Modulation of Phosphoinositide Hydrolysis by NaF and Aluminum in Rat Cortical Slices

Abstract

NaF stimulated phosphoinositide hydrolysis in rat cortical slices. The production of [³H]inositol monophosphate was rapid for the first 15 min of incubation with NaF, followed by a plateau. The major product detected was [³H]inositol monophosphate, although significant amounts of [³H]inositol bisphosphate and [³H]inositol trisphosphate were also produced. The stimulation of [³H]inositol monophosphate production by NaF was concentration dependent between 2 and 20 μM NaF. Addition of 10 or 100 μM A1C1₃ or aluminum maltol did not alter the effect of NaF, whereas at 500 μM, these aluminum preparations resulted in significant inhibition.

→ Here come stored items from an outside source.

use std::path::Path;
use std::sync::atomic::AtomicBool;
use std::sync::atomic::Ordering;
use std::sync::Arc;
use std::time::Duration;

use async_trait::async_trait;
use snapshot_core::backend::SnapshotBackend;
use snapshot_core::config::Config;
use snapshot_core::effect::Effect;
use snapshot_core::error::Result;
use snapshot_core::error::SnapshotError;
use snapshot_core::registry;
use snapshot_core::types::IdxTerm;
use snapshot_core::types::Meta;
use snapshot_core::types::Uid;
use snapshot_core::Manager;
use snapshot_fsbackend::FsBackend;
use tempfile::TempDir;

fn uid(name: &str) -> Uid {
    Uid::from_str(name)
}

fn empty_cluster() -> serde_json::Value {
    serde_json::json!([])
}

async fn init_manager(
    name: &str,
    dir: &Path,
) -> (Manager<FsBackend>, tokio::sync::mpsc::UnboundedReceiver<snapshot_core::Event>) {
    let (tx, rx) = tokio::sync::mpsc::unbounded_channel();
    let manager = Manager::init(uid(name), Arc::new(FsBackend::new()), dir.to_path_buf(), Config::default(), tx)
        .await
        .expect("init should succeed");
    (manager, rx)
}

/// Cold start against an empty directory leaves no current snapshot.
#[tokio::test]
async fn cold_start_empty() {
    let dir = TempDir::new().unwrap();
    let (manager, _rx) = init_manager("s1", dir.path()).await;

    assert_eq!(manager.current(), None);
    assert_eq!(registry::last_snapshot_index(&uid("s1")), None);
}

/// Cold start adopts a single pre-existing on-disk snapshot.
#[tokio::test]
async fn cold_start_one_snapshot() {
    let dir = TempDir::new().unwrap();
    let backend = FsBackend::new();
    let meta = Meta::new(100, 3, empty_cluster());
    let snap_dir = dir.path().join(snapshot_core::dir_name(IdxTerm::new(100, 3)));
    tokio::fs::create_dir_all(&snap_dir).await.unwrap();
    backend.write(&snap_dir, &meta, empty_cluster()).await.unwrap();

    let (manager, _rx) = init_manager("s2", dir.path()).await;

    assert_eq!(manager.current(), Some(IdxTerm::new(100, 3)));
    assert_eq!(registry::last_snapshot_index(&uid("s2")), Some(100));
}

/// Cold start with two on-disk snapshots keeps only the youngest.
#[tokio::test]
async fn cold_start_two_snapshots_keeps_youngest() {
    let dir = TempDir::new().unwrap();
    let backend = FsBackend::new();

    for (index, term) in [(10u64, 1u64), (20, 2)] {
        let meta = Meta::new(index, term, empty_cluster());
        let snap_dir = dir.path().join(snapshot_core::dir_name(IdxTerm::new(index, term)));
        tokio::fs::create_dir_all(&snap_dir).await.unwrap();
        backend.write(&snap_dir, &meta, empty_cluster()).await.unwrap();
    }

    let (manager, _rx) = init_manager("s3", dir.path()).await;

    assert_eq!(manager.current(), Some(IdxTerm::new(20, 2)));
    let old_dir = dir.path().join(snapshot_core::dir_name(IdxTerm::new(10, 1)));
    assert!(!old_dir.exists());
}

/// Background write happy path, from `begin_snapshot` to `complete_snapshot`.
#[tokio::test]
async fn write_happy_path() {
    let dir = TempDir::new().unwrap();
    let (mut manager, mut rx) = init_manager("s4", dir.path()).await;

    let meta = Meta::new(5, 1, empty_cluster());
    let effect = manager.begin_snapshot(meta, &empty_cluster()).await.unwrap();
    assert!(matches!(effect, Effect::MonitorWorker(_)));
    assert_eq!(manager.pending(), Some(IdxTerm::new(5, 1)));

    let event = rx.recv().await.expect("worker should report completion");
    match event {
        snapshot_core::Event::SnapshotWritten(idxterm) => {
            manager.complete_snapshot(idxterm).await.unwrap();
        }
        other => panic!("unexpected event: {:?}", other),
    }

    assert_eq!(manager.current(), Some(IdxTerm::new(5, 1)));
    assert_eq!(manager.pending(), None);
    assert_eq!(registry::last_snapshot_index(&uid("s4")), Some(5));
}

/// Background write failure, recovered via `handle_down`.
#[tokio::test]
async fn write_failure_reclaims_directory() {
    let dir = TempDir::new().unwrap();
    let (tx, _rx) = tokio::sync::mpsc::unbounded_channel();
    let backend = Arc::new(FlakyBackend::new());
    let manager_uid = uid("s5");
    let mut manager = Manager::init(manager_uid.clone(), backend, dir.path().to_path_buf(), Config::default(), tx)
        .await
        .unwrap();

    let meta = Meta::new(5, 1, empty_cluster());
    let effect = manager.begin_snapshot(meta, &empty_cluster()).await.unwrap();
    let worker_id = match effect {
        Effect::MonitorWorker(id) => id,
    };

    // Give the background worker a chance to run and fail.
    tokio::time::sleep(Duration::from_millis(50)).await;

    manager.handle_down(worker_id, "simulated failure").await.unwrap();

    assert_eq!(manager.pending(), None);
    assert_eq!(manager.current(), None);
    let target_dir = dir.path().join(snapshot_core::dir_name(IdxTerm::new(5, 1)));
    assert!(!target_dir.exists());
}

/// Chunked accept tolerates a duplicate resend and completes once the declared crc
/// over the full byte stream matches what was actually transferred.
#[tokio::test]
async fn accept_with_resend() {
    let dir = TempDir::new().unwrap();
    let (mut manager, _rx) = init_manager("s6", dir.path()).await;

    let mut hasher = crc32fast::Hasher::new();
    hasher.update(b"c1");
    hasher.update(b"c2");
    hasher.update(b"c3");
    let crc = hasher.finalize();

    let meta = Meta::new(7, 2, empty_cluster());
    manager.begin_accept(crc, meta, 3).await.unwrap();

    manager.accept_chunk(b"c1".to_vec(), 1).await.unwrap();
    manager.accept_chunk(b"c1".to_vec(), 1).await.unwrap(); // duplicate, ignored
    manager.accept_chunk(b"c2".to_vec(), 2).await.unwrap();
    manager.accept_chunk(b"c3".to_vec(), 3).await.unwrap();

    assert_eq!(manager.current(), Some(IdxTerm::new(7, 2)));
    assert!(!manager.accepting());
    assert_eq!(registry::last_snapshot_index(&uid("s6")), Some(7));
}

/// Repeated delivery of an already-accepted chunk is a no-op.
#[tokio::test]
async fn accept_chunk_duplicate_is_idempotent() {
    let dir = TempDir::new().unwrap();
    let (mut manager, _rx) = init_manager("s-idempotent", dir.path()).await;

    let meta = Meta::new(1, 1, empty_cluster());
    manager.begin_accept(0, meta, 2).await.unwrap();
    manager.accept_chunk(b"a".to_vec(), 1).await.unwrap();

    for _ in 0..3 {
        manager.accept_chunk(b"a".to_vec(), 1).await.unwrap();
    }

    assert!(manager.accepting());
}

/// An out-of-order chunk (a gap) is a protocol violation.
#[tokio::test]
async fn accept_chunk_rejects_gap() {
    let dir = TempDir::new().unwrap();
    let (mut manager, _rx) = init_manager("s-gap", dir.path()).await;

    let meta = Meta::new(1, 1, empty_cluster());
    manager.begin_accept(0, meta, 3).await.unwrap();

    let err = manager.accept_chunk(b"skip".to_vec(), 3).await.unwrap_err();
    assert!(matches!(err, SnapshotError::OutOfOrderChunk { expected: 1, got: 3 }));
}

/// A write and an accept cannot be in flight at the same time.
#[tokio::test]
async fn pending_and_accepting_are_mutually_exclusive() {
    let dir = TempDir::new().unwrap();
    let (mut manager, _rx) = init_manager("s-mutex", dir.path()).await;

    let meta = Meta::new(1, 1, empty_cluster());
    manager.begin_snapshot(meta.clone(), &empty_cluster()).await.unwrap();

    let err = manager.begin_accept(0, meta, 1).await.unwrap_err();
    assert!(matches!(err, SnapshotError::Precondition(_)));
}

/// Round trip: write then recover returns semantically equal machine state.
#[tokio::test]
async fn write_then_recover_round_trips() {
    let dir = TempDir::new().unwrap();
    let (mut manager, mut rx) = init_manager("s-roundtrip", dir.path()).await;

    let payload = serde_json::json!({"clients": {"a": 1, "b": 2}});
    let meta = Meta::new(9, 4, empty_cluster());
    manager.begin_snapshot(meta, &payload).await.unwrap();

    let event = rx.recv().await.unwrap();
    if let snapshot_core::Event::SnapshotWritten(idxterm) = event {
        manager.complete_snapshot(idxterm).await.unwrap();
    }

    let (recovered_meta, recovered_state) = manager.recover().await.unwrap();
    assert_eq!(recovered_meta.idxterm(), IdxTerm::new(9, 4));
    assert_eq!(recovered_state, payload);
}

/// A backend whose `write` always fails, used to exercise the `handle_down` recovery path.
struct FlakyBackend {
    inner: FsBackend,
    fail: AtomicBool,
}

impl FlakyBackend {
    fn new() -> Self {
        FlakyBackend {
            inner: FsBackend::new(),
            fail: AtomicBool::new(true),
        }
    }
}

#[async_trait]
impl SnapshotBackend for FlakyBackend {
    type Ref = serde_json::Value;
    type Cursor = serde_json::Value;
    type AcceptState = <FsBackend as SnapshotBackend>::AcceptState;
    type ChunkState = <FsBackend as SnapshotBackend>::ChunkState;

    fn prepare(&self, meta: &Meta, release_cursor: &Self::Cursor) -> Self::Ref {
        self.inner.prepare(meta, release_cursor)
    }

    async fn write(&self, dir: &Path, meta: &Meta, r: Self::Ref) -> Result<()> {
        if self.fail.load(Ordering::SeqCst) {
            return Err(SnapshotError::precondition("simulated write failure"));
        }
        self.inner.write(dir, meta, r).await
    }

    async fn read(&self, dir: &Path) -> Result<(u32, Meta, Self::ChunkState)> {
        self.inner.read(dir).await
    }

    async fn next_chunk(
        &self,
        dir: &Path,
        chunk_size: usize,
        state: Self::ChunkState,
    ) -> Result<Option<(Vec<u8>, Self::ChunkState)>> {
        self.inner.next_chunk(dir, chunk_size, state).await
    }

    async fn begin_accept(&self, dir: &Path, crc: u32, meta: &Meta) -> Result<Self::AcceptState> {
        self.inner.begin_accept(dir, crc, meta).await
    }

    async fn accept_chunk(&self, data: Vec<u8>, state: Self::AcceptState) -> Result<Self::AcceptState> {
        self.inner.accept_chunk(data, state).await
    }

    async fn complete_accept(&self, data: Vec<u8>, state: Self::AcceptState) -> Result<()> {
        self.inner.complete_accept(data, state).await
    }

    async fn recover(&self, dir: &Path) -> Result<(Meta, serde_json::Value)> {
        self.inner.recover(dir).await
    }

    async fn read_meta(&self, dir: &Path) -> Result<Meta> {
        self.inner.read_meta(dir).await
    }
}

Increasing the concentration of K⁺ from 5 to 20 μM potentiated [³H]inositol monophosphate production induced by carbachol but not by NaF. Incubation with 1 μM phorbol 12–myristate 13–acetate, a phorbol ester, inhibited carbachol-induced, but not NaF-induced, [³H]inositol monophosphate production. These results further support the hypothesis that a guanine nucleotide binding protein that can be activated by NaF is involved in phosphoinositide hydrolysis in brain. The use of NaF provides a means to bypass receptors to study intracellular regulatory sites of phosphoinositide metabolism without disrupting cells.